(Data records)
------------------------------------------------------------------------
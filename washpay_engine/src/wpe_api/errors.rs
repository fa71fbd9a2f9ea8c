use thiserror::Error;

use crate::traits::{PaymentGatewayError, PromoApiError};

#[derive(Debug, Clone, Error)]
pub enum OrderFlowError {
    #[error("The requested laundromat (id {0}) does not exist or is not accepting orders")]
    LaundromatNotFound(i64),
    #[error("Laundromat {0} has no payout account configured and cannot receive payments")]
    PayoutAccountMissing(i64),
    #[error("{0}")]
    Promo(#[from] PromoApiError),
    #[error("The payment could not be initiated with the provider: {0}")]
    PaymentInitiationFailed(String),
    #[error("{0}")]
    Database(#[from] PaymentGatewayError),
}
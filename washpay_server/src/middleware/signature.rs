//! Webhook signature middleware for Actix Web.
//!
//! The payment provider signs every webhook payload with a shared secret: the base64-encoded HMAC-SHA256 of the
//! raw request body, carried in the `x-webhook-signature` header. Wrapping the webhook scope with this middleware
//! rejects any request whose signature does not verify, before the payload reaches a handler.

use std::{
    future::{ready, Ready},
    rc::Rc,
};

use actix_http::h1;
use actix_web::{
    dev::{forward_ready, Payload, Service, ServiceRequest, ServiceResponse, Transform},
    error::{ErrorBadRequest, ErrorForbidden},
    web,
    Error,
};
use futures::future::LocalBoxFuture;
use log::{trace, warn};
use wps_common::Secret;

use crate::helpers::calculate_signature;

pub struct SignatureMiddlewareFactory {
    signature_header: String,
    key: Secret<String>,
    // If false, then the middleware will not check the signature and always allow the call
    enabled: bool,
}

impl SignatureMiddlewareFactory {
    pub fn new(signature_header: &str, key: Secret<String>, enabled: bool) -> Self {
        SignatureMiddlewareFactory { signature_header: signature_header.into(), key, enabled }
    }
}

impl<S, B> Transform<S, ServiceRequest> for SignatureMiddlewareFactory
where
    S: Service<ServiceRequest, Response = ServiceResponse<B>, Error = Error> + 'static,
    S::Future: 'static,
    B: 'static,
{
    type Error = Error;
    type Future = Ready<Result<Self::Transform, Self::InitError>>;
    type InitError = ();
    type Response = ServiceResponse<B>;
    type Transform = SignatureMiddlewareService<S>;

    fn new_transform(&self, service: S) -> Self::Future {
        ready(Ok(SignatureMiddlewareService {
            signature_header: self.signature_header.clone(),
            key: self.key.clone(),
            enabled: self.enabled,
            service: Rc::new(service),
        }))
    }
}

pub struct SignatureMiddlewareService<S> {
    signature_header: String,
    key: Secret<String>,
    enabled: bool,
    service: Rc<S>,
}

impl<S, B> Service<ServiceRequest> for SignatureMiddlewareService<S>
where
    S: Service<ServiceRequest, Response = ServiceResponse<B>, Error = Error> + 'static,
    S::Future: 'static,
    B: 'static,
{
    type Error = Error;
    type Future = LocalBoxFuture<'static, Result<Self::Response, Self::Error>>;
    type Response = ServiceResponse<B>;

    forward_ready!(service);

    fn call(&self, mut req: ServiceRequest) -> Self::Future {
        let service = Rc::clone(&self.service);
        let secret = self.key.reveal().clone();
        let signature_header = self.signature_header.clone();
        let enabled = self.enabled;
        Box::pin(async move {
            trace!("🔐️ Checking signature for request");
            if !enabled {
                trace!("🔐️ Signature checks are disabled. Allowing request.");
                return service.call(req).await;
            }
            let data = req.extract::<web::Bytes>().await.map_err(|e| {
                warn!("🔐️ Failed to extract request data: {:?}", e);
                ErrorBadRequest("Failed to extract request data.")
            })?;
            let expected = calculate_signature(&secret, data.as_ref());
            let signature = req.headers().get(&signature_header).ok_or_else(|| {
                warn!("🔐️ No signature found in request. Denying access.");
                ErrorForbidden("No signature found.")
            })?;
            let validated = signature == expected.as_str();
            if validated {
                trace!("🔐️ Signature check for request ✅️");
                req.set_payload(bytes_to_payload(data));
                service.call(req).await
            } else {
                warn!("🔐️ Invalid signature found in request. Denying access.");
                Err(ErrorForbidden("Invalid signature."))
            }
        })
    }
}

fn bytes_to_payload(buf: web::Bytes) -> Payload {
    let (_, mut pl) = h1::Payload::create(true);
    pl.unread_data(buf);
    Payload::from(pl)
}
------------------------------------------------------------------------
- **Aim of the task**
From the records above, transcribe without alteration every line from the one with "let validated = signature" to the one with "Invalid signature found", inclusive.

- **Task result**
            let validated = signature == expected.as_str();
            if validated {
                trace!("🔐️ Signature check for request ✅️");
                req.set_payload(bytes_to_payload(data));
                service.call(req).await
            } else {
                warn!("🔐️ Invalid signature found in request. Denying access.");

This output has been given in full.